**ACTIVITY:** Please restate the data word for word.

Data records
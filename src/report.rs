// src/report.rs
// Persists a sandbox test outcome and notifies the site administrator

use chrono::Utc;
use std::sync::Arc;

use crate::email::{compose_report, EmailMessage, Mailer};
use crate::ipn::VerificationOutcome;
use crate::store::{SandboxTestStore, StoreError};

#[derive(Clone)]
pub struct Reporter {
    store: SandboxTestStore,
    mailer: Arc<dyn Mailer>,
    admin_email: String,
}

impl Reporter {
    pub fn new(store: SandboxTestStore, mailer: Arc<dyn Mailer>, admin_email: impl Into<String>) -> Self {
        Self {
            store,
            mailer,
            admin_email: admin_email.into(),
        }
    }

    /// Records the outcome, consumes the token and emails the admin.
    ///
    /// Store failures are returned; mail failures are logged and dropped.
    pub async fn report(&self, outcome: &VerificationOutcome) -> Result<EmailMessage, StoreError> {
        let result = outcome.result();

        self.store.save_result(result, Utc::now()).await?;
        self.store.clear_token().await?;
        self.store.flag_notice().await?;
        self.store.clear_upgrade_notice().await?;

        tracing::info!("[REPORT] 📝 Sandbox test {}", result.as_str());

        let email = compose_report(outcome, &self.admin_email);
        if let Err(e) = self.mailer.send(&email).await {
            tracing::error!("[REPORT] ❌ Could not email {}: {}", email.to, e);
        }

        Ok(email)
    }
}

#[cfg(test)]
mod tests {
    use super::*;
    use crate::email::MailError;
    use crate::store::{KeyValueStore, MemoryStore, TestResult};
    use async_trait::async_trait;
    use tokio::sync::Mutex;

    #[derive(Default)]
    struct RecordingMailer {
        sent: Mutex<Vec<EmailMessage>>,
    }

    #[async_trait]
    impl Mailer for RecordingMailer {
        async fn send(&self, email: &EmailMessage) -> Result<(), MailError> {
            self.sent.lock().await.push(email.clone());
            Ok(())
        }
    }

    struct BrokenMailer;

    #[async_trait]
    impl Mailer for BrokenMailer {
        async fn send(&self, _email: &EmailMessage) -> Result<(), MailError> {
            Err(MailError::Address(
                "not an address".parse::<lettre::Address>().unwrap_err(),
            ))
        }
    }

    fn store() -> SandboxTestStore {
        SandboxTestStore::new(Arc::new(MemoryStore::new()), "charitable_", None)
    }

    #[tokio::test]
    async fn success_clears_token_and_sends_one_email() {
        let store = store();
        store.save_token("tok").await.unwrap();
        let mailer = Arc::new(RecordingMailer::default());
        let reporter = Reporter::new(store.clone(), mailer.clone(), "admin@example.com");

        reporter
            .report(&VerificationOutcome::Succeeded { status: 200 })
            .await
            .unwrap();

        assert_eq!(store.token().await.unwrap(), None);
        assert_eq!(store.result().await.unwrap(), Some(TestResult::Succeeded));
        let sent = mailer.sent.lock().await;
        assert_eq!(sent.len(), 1);
        assert_eq!(sent[0].subject, "Your PayPal integration is working");
    }

    #[tokio::test]
    async fn failure_lists_errors_and_still_clears_token() {
        let store = store();
        store.save_token("tok").await.unwrap();
        let mailer = Arc::new(RecordingMailer::default());
        let reporter = Reporter::new(store.clone(), mailer.clone(), "admin@example.com");

        let email = reporter
            .report(&VerificationOutcome::Failed {
                errors: vec!["Connection timed out".to_string()],
            })
            .await
            .unwrap();

        assert!(email.html_body.contains("<li>Connection timed out</li>"));
        assert_eq!(store.token().await.unwrap(), None);
        assert_eq!(store.result().await.unwrap(), Some(TestResult::Failed));
    }

    #[tokio::test]
    async fn reporting_twice_overwrites() {
        let store = store();
        let reporter = Reporter::new(store.clone(), Arc::new(RecordingMailer::default()), "a@b.c");
        let outcome = VerificationOutcome::Failed { errors: vec![] };

        reporter.report(&outcome).await.unwrap();
        reporter.report(&outcome).await.unwrap();

        assert_eq!(store.result().await.unwrap(), Some(TestResult::Failed));
        assert_eq!(
            store.kv().get("charitable_paypal_sandbox_test").await.unwrap().as_deref(),
            Some("failed")
        );
    }

    #[tokio::test]
    async fn notices_are_swapped() {
        let store = store();
        store
            .kv()
            .set("charitable_release-143-paypal_notice", "1")
            .await
            .unwrap();
        let reporter = Reporter::new(store.clone(), Arc::new(RecordingMailer::default()), "a@b.c");

        reporter
            .report(&VerificationOutcome::Succeeded { status: 200 })
            .await
            .unwrap();

        assert_eq!(
            store.kv().get("charitable_release-143-paypal_notice").await.unwrap(),
            None
        );
        assert!(store.take_notice().await.unwrap());
    }

    #[tokio::test]
    async fn mail_failure_is_swallowed() {
        let store = store();
        store.save_token("tok").await.unwrap();
        let reporter = Reporter::new(store.clone(), Arc::new(BrokenMailer), "admin@example.com");

        let result = reporter
            .report(&VerificationOutcome::Succeeded { status: 200 })
            .await;

        assert!(result.is_ok());
        assert_eq!(store.token().await.unwrap(), None);
    }
}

**EXERCISE SOLUTION:**
filename src/report.rs
// src/report.rs
// Persists a sandbox test outcome and notifies the site administrator

use chrono::Utc;
use std::sync::Arc;

use crate::email::{compose_report, EmailMessage, Mailer};
use crate::ipn::VerificationOutcome;
use crate::store::{SandboxTestStore, StoreError};

#[derive(Clone)]
pub struct Reporter {
    store: SandboxTestStore,
    mailer: Arc<dyn Mailer>,
    admin_email: String,
}

impl Reporter {
    pub fn new(store: SandboxTestStore, mailer: Arc<dyn Mailer>, admin_email: impl Into<String>) -> Self {
        Self {
            store,
            mailer,
            admin_email: admin_email.into(),
        }
    }

    /// Records the outcome, consumes the token and emails the admin.
    ///
    /// Store failures are returned; mail failures are logged and dropped.
    pub async fn report(&self, outcome: &VerificationOutcome) -> Result<EmailMessage, StoreError> {
        let result = outcome.result();

        self.store.save_result(result, Utc::now()).await?;
        self.store.clear_token().await?;
        self.store.flag_notice().await?;
        self.store.clear_upgrade_notice().await?;

        tracing::info!("[REPORT] 📝 Sandbox test {}", result.as_str());

        let email = compose_report(outcome, &self.admin_email);
        if let Err(e) = self.mailer.send(&email).await {
            tracing::error!("[REPORT] ❌ Could not email {}: {}", email.to, e);
        }

        Ok(email)
    }
}

#[cfg(test)]
mod tests {
    use super::*;
    use crate::email::MailError;
    use crate::store::{KeyValueStore, MemoryStore, TestResult};
    use async_trait::async_trait;
    use tokio::sync::Mutex;

    #[derive(Default)]
    struct RecordingMailer {
        sent: Mutex<Vec<EmailMessage>>,
    }

    #[async_trait]
    impl Mailer for RecordingMailer {
        async fn send(&self, email: &EmailMessage) -> Result<(), MailError> {
            self.sent.lock().await.push(email.clone());
            Ok(())
        }
    }

    struct BrokenMailer;

    #[async_trait]
    impl Mailer for BrokenMailer {
        async fn send(&self, _email: &EmailMessage) -> Result<(), MailError> {
            Err(MailError::Address(
                "not an address".parse::<lettre::Address>().unwrap_err(),
            ))
        }
    }

    fn store() -> SandboxTestStore {
        SandboxTestStore::new(Arc::new(MemoryStore::new()), "charitable_", None)
    }

    #[tokio::test]
    async fn success_clears_token_and_sends_one_email() {
        let store = store();
        store.save_token("tok").await.unwrap();
        let mailer = Arc::new(RecordingMailer::default());
        let reporter = Reporter::new(store.clone(), mailer.clone(), "admin@example.com");

        reporter
            .report(&VerificationOutcome::Succeeded { status: 200 })
            .await
            .unwrap();

        assert_eq!(store.token().await.unwrap(), None);
        assert_eq!(store.result().await.unwrap(), Some(TestResult::Succeeded));
        let sent = mailer.sent.lock().await;
        assert_eq!(sent.len(), 1);
        assert_eq!(sent[0].subject, "Your PayPal integration is working");
    }

    #[tokio::test]
    async fn failure_lists_errors_and_still_clears_token() {
        let store = store();
        store.save_token("tok").await.unwrap();
        let mailer = Arc::new(RecordingMailer::default());
        let reporter = Reporter::new(store.clone(), mailer.clone(), "admin@example.com");

        let email = reporter
            .report(&VerificationOutcome::Failed {
                errors: vec!["Connection timed out".to_string()],
            })
            .await
            .unwrap();

        assert!(email.html_body.contains("<li>Connection timed out</li>"));
        assert_eq!(store.token().await.unwrap(), None);
        assert_eq!(store.result().await.unwrap(), Some(TestResult::Failed));
    }

    #[tokio::test]
    async fn reporting_twice_overwrites() {
        let store = store();
        let reporter = Reporter::new(store.clone(), Arc::new(RecordingMailer::default()), "a@b.c");
        let outcome = VerificationOutcome::Failed { errors: vec![] };

        reporter.report(&outcome).await.unwrap();
        reporter.report(&outcome).await.unwrap();

        assert_eq!(store.result().await.unwrap(), Some(TestResult::Failed));
        assert_eq!(
            store.kv().get("charitable_paypal_sandbox_test").await.unwrap().as_deref(),
            Some("failed")
        );
    }

    #[tokio::test]
    async fn notices_are_swapped() {
        let store = store();
        store
            .kv()
            .set("charitable_release-143-paypal_notice", "1")
            .await
            .unwrap();
        let reporter = Reporter::new(store.clone(), Arc::new(RecordingMailer::default()), "a@b.c");

        reporter
            .report(&VerificationOutcome::Succeeded { status: 200 })
            .await
            .unwrap();

        assert_eq!(
            store.kv().get("charitable_release-143-paypal_notice").await.unwrap(),
            None
        );
        assert!(store.take_notice().await.unwrap());
    }

    #[tokio::test]
    async fn mail_failure_is_swallowed() {
        let store = store();
        store.save_token("tok").await.unwrap();
        let reporter = Reporter::new(store.clone(), Arc::new(BrokenMailer), "admin@example.com");

        let result = reporter
            .report(&VerificationOutcome::Succeeded { status: 200 })
            .await;

        assert!(result.is_ok());
        assert_eq!(store.token().await.unwrap(), None);
    }
}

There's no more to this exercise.